Stored data
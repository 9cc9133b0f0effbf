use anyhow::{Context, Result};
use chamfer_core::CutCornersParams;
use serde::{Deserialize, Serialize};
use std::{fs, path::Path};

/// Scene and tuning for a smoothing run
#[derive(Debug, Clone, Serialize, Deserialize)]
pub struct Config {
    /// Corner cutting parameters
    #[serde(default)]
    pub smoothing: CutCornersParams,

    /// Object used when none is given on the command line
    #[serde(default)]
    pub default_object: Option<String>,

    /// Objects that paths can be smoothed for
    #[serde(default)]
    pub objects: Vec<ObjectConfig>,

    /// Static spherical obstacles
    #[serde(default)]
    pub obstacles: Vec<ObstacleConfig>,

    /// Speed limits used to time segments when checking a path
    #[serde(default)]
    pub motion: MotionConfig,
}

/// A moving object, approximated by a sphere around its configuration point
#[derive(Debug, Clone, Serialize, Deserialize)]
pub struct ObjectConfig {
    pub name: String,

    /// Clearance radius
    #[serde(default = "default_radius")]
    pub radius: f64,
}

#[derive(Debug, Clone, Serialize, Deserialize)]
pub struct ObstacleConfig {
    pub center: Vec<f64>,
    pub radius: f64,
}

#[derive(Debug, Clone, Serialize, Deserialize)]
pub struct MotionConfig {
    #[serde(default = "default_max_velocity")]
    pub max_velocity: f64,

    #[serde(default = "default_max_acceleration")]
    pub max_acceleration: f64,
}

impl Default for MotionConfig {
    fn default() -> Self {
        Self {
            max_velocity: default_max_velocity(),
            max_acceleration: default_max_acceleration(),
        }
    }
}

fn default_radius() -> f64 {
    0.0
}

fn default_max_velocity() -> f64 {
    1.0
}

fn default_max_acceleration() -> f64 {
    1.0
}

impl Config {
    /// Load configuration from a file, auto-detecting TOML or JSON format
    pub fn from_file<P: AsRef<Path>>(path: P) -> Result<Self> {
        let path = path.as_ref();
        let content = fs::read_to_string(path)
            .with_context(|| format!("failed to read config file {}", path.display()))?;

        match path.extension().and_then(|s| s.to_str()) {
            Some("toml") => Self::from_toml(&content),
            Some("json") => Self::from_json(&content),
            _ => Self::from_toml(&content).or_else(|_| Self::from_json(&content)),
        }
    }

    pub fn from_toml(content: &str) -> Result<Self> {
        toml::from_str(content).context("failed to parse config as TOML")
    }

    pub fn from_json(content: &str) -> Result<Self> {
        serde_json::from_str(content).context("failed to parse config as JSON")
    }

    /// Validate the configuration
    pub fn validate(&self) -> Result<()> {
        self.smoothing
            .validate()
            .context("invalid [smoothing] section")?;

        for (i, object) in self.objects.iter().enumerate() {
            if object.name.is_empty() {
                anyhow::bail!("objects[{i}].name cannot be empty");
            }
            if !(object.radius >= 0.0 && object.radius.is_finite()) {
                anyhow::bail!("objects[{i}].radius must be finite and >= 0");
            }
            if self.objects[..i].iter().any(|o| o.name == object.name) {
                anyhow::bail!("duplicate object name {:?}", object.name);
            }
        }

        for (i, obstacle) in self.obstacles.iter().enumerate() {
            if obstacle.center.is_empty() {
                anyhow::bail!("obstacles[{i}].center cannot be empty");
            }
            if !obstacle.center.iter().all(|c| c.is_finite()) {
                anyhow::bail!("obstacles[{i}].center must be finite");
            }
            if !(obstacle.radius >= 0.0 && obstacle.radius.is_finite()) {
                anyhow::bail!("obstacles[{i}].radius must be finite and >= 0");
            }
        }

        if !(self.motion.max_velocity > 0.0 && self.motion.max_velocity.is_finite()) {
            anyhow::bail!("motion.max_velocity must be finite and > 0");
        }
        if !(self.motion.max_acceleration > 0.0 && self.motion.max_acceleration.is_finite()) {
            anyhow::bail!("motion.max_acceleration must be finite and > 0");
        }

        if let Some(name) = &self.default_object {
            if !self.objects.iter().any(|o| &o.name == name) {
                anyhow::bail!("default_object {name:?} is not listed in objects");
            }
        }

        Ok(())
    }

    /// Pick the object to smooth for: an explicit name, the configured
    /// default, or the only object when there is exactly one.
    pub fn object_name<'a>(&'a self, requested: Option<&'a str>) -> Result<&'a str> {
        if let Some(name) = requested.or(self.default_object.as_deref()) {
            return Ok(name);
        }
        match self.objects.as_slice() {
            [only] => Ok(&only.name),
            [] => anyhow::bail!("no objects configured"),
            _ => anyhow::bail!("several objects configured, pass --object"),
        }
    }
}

» Exercise directions:
In the records above, find each line that mentions the word "ObstacleConfig", and copy it.

» Worked solution:
    pub obstacles: Vec<ObstacleConfig>,
pub struct ObstacleConfig {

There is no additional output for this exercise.